Collected data:
⁂
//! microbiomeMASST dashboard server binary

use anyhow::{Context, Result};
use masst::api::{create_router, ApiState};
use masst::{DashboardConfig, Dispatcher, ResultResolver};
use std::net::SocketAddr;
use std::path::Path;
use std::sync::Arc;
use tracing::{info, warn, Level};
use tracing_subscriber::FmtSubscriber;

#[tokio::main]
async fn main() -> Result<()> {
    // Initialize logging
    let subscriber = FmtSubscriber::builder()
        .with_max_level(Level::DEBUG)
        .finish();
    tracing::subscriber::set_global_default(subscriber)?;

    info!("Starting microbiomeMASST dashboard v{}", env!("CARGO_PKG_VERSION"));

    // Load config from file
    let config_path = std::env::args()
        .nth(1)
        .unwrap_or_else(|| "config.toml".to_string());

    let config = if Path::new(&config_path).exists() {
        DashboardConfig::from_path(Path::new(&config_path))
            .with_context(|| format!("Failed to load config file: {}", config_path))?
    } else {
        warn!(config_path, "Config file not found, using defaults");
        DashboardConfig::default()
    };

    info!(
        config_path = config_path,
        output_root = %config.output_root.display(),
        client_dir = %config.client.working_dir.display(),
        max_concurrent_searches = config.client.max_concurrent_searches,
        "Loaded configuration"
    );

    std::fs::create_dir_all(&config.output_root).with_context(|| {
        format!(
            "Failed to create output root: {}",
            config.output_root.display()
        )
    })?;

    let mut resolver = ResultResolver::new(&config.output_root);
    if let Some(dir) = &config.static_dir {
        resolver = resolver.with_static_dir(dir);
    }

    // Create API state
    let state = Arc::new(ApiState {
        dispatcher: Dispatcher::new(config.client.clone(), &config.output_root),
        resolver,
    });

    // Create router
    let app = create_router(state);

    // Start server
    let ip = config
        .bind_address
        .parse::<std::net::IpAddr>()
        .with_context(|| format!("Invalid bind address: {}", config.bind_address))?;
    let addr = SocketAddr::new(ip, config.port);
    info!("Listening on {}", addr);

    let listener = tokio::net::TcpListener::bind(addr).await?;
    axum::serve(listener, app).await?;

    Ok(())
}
⁂
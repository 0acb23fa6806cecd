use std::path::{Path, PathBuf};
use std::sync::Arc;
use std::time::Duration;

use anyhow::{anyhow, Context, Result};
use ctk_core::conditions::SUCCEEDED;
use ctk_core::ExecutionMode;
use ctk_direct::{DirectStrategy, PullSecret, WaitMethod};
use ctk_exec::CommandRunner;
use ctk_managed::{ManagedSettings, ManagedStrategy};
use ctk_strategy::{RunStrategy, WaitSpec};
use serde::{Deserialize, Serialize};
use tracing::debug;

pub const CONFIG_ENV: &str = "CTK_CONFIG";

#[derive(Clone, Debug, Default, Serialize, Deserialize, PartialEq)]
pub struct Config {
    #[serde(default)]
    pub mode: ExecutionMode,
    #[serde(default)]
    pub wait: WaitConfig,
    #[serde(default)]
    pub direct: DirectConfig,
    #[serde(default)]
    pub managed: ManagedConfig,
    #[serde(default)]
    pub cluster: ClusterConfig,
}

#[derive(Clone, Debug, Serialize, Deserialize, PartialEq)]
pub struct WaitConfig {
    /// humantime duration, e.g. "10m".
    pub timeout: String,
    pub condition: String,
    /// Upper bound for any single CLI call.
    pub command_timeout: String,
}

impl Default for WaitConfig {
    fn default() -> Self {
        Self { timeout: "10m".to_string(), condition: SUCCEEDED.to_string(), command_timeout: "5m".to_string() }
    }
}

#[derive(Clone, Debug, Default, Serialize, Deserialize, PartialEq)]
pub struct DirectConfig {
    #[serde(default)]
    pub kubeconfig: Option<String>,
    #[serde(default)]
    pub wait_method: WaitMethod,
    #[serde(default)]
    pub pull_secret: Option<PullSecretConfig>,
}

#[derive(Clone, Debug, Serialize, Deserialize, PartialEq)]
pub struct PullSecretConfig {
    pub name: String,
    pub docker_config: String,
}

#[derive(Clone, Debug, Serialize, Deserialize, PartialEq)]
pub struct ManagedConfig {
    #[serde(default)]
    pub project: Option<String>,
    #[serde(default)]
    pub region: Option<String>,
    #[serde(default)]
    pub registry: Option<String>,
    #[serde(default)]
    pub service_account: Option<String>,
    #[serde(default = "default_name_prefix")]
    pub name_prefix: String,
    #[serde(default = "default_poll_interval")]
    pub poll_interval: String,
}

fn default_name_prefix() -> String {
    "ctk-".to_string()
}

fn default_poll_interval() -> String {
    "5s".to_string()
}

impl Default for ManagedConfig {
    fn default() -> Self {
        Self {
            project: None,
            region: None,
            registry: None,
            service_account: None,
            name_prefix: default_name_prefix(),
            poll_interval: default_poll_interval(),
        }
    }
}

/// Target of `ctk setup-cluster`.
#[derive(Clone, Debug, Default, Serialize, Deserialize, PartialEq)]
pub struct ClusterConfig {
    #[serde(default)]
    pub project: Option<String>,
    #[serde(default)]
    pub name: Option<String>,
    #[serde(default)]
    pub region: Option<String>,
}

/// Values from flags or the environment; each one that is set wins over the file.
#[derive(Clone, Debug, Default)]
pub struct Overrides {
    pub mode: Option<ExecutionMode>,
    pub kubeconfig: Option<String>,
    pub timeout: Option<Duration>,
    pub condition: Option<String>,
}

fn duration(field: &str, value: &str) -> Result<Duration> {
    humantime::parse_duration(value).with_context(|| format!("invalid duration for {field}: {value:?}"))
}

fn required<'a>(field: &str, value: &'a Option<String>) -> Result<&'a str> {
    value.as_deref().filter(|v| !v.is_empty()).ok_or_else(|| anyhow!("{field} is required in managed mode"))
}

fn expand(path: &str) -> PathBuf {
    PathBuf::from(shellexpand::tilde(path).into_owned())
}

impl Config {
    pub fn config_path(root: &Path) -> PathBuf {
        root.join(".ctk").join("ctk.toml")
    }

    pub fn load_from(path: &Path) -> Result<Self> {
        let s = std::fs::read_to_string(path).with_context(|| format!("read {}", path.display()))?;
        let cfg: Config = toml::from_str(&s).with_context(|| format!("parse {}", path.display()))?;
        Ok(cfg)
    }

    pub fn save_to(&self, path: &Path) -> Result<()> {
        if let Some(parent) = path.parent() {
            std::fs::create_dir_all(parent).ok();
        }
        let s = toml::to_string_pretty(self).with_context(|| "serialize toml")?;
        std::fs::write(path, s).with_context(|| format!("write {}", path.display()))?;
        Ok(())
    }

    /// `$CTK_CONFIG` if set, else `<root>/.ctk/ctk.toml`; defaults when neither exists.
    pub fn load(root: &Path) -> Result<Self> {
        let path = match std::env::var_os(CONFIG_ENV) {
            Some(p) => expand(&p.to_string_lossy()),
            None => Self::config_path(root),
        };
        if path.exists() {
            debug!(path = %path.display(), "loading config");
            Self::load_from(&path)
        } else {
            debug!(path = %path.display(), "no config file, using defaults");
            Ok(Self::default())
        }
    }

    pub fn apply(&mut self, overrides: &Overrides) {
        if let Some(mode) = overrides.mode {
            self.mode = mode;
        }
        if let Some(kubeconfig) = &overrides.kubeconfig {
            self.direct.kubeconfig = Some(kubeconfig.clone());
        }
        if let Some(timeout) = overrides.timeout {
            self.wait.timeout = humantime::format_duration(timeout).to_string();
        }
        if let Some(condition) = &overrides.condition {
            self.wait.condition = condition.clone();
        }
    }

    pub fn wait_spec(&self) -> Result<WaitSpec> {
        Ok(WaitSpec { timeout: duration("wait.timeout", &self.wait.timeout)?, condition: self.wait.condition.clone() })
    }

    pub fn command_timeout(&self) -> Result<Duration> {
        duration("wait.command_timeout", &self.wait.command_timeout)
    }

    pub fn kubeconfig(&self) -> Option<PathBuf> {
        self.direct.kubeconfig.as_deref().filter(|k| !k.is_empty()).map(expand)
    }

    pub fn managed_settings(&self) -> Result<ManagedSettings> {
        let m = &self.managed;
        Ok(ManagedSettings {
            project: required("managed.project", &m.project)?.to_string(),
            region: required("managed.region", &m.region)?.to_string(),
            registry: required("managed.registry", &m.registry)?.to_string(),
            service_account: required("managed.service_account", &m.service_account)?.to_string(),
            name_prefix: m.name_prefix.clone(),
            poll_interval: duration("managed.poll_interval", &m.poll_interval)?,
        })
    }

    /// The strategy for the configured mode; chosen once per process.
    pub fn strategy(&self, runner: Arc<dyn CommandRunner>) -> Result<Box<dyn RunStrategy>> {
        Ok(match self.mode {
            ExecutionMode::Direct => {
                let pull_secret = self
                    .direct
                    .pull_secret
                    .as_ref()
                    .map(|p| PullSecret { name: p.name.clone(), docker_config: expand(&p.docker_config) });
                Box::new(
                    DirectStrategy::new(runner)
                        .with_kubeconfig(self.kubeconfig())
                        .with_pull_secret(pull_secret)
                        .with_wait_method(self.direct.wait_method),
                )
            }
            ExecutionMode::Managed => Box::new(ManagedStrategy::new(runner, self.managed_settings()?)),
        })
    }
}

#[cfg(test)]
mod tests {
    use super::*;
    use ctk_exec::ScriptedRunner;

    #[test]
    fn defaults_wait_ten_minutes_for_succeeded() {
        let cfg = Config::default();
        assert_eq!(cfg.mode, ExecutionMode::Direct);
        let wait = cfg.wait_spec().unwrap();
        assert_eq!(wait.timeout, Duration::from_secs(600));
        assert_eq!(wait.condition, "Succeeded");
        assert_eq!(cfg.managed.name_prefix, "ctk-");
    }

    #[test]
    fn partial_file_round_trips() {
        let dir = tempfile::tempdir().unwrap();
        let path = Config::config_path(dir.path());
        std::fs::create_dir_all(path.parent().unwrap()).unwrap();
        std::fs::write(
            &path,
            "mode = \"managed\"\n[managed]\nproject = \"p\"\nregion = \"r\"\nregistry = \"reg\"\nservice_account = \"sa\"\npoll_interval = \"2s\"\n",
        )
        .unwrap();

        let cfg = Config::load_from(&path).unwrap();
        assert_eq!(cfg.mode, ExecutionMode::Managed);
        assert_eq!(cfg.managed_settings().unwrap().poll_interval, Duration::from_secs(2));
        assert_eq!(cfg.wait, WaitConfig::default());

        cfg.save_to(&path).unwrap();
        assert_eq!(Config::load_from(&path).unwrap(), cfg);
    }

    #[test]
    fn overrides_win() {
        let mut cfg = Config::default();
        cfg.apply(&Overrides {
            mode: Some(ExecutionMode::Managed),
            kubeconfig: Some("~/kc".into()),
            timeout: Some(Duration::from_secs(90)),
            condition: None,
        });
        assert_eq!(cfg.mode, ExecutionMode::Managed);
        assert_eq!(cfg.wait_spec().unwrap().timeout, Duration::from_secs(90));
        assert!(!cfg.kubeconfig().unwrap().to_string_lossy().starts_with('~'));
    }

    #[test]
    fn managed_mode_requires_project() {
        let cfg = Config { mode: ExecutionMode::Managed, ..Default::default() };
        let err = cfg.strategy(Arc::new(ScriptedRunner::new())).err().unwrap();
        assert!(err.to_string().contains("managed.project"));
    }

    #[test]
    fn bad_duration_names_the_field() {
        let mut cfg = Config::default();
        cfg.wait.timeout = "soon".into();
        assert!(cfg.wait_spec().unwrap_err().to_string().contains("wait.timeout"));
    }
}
⁂
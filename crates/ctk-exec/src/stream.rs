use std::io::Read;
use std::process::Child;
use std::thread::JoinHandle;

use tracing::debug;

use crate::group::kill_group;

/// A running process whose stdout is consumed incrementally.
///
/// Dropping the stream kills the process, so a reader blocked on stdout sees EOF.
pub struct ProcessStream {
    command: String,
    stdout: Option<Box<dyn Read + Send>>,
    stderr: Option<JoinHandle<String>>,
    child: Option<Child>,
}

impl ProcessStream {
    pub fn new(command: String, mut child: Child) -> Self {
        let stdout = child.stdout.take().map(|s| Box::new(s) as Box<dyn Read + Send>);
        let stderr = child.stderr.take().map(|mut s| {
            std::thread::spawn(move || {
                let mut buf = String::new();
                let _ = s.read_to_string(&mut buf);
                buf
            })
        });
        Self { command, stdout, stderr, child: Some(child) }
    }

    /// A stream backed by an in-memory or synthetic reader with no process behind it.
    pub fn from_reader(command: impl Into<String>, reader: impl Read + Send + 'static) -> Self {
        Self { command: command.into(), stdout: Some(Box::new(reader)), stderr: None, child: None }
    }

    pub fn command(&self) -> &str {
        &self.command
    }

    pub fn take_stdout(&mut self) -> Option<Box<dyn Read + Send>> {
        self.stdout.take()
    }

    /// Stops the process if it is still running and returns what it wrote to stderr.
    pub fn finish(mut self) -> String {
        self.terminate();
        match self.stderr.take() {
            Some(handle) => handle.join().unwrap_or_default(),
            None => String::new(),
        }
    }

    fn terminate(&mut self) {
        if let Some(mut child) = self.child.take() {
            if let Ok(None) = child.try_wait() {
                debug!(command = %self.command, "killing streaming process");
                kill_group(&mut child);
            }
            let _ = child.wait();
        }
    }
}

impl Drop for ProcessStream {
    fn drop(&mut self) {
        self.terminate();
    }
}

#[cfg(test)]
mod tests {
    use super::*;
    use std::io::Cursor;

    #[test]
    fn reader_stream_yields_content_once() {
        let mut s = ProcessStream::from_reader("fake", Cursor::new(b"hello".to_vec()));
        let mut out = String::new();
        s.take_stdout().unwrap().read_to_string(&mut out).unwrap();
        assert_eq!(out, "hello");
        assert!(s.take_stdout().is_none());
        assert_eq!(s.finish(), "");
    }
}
⁂
WORK REQUIRED: Count of lines that include "contains" in the records above: write that value only.

SOLUTION TO THE EXERCISE: 2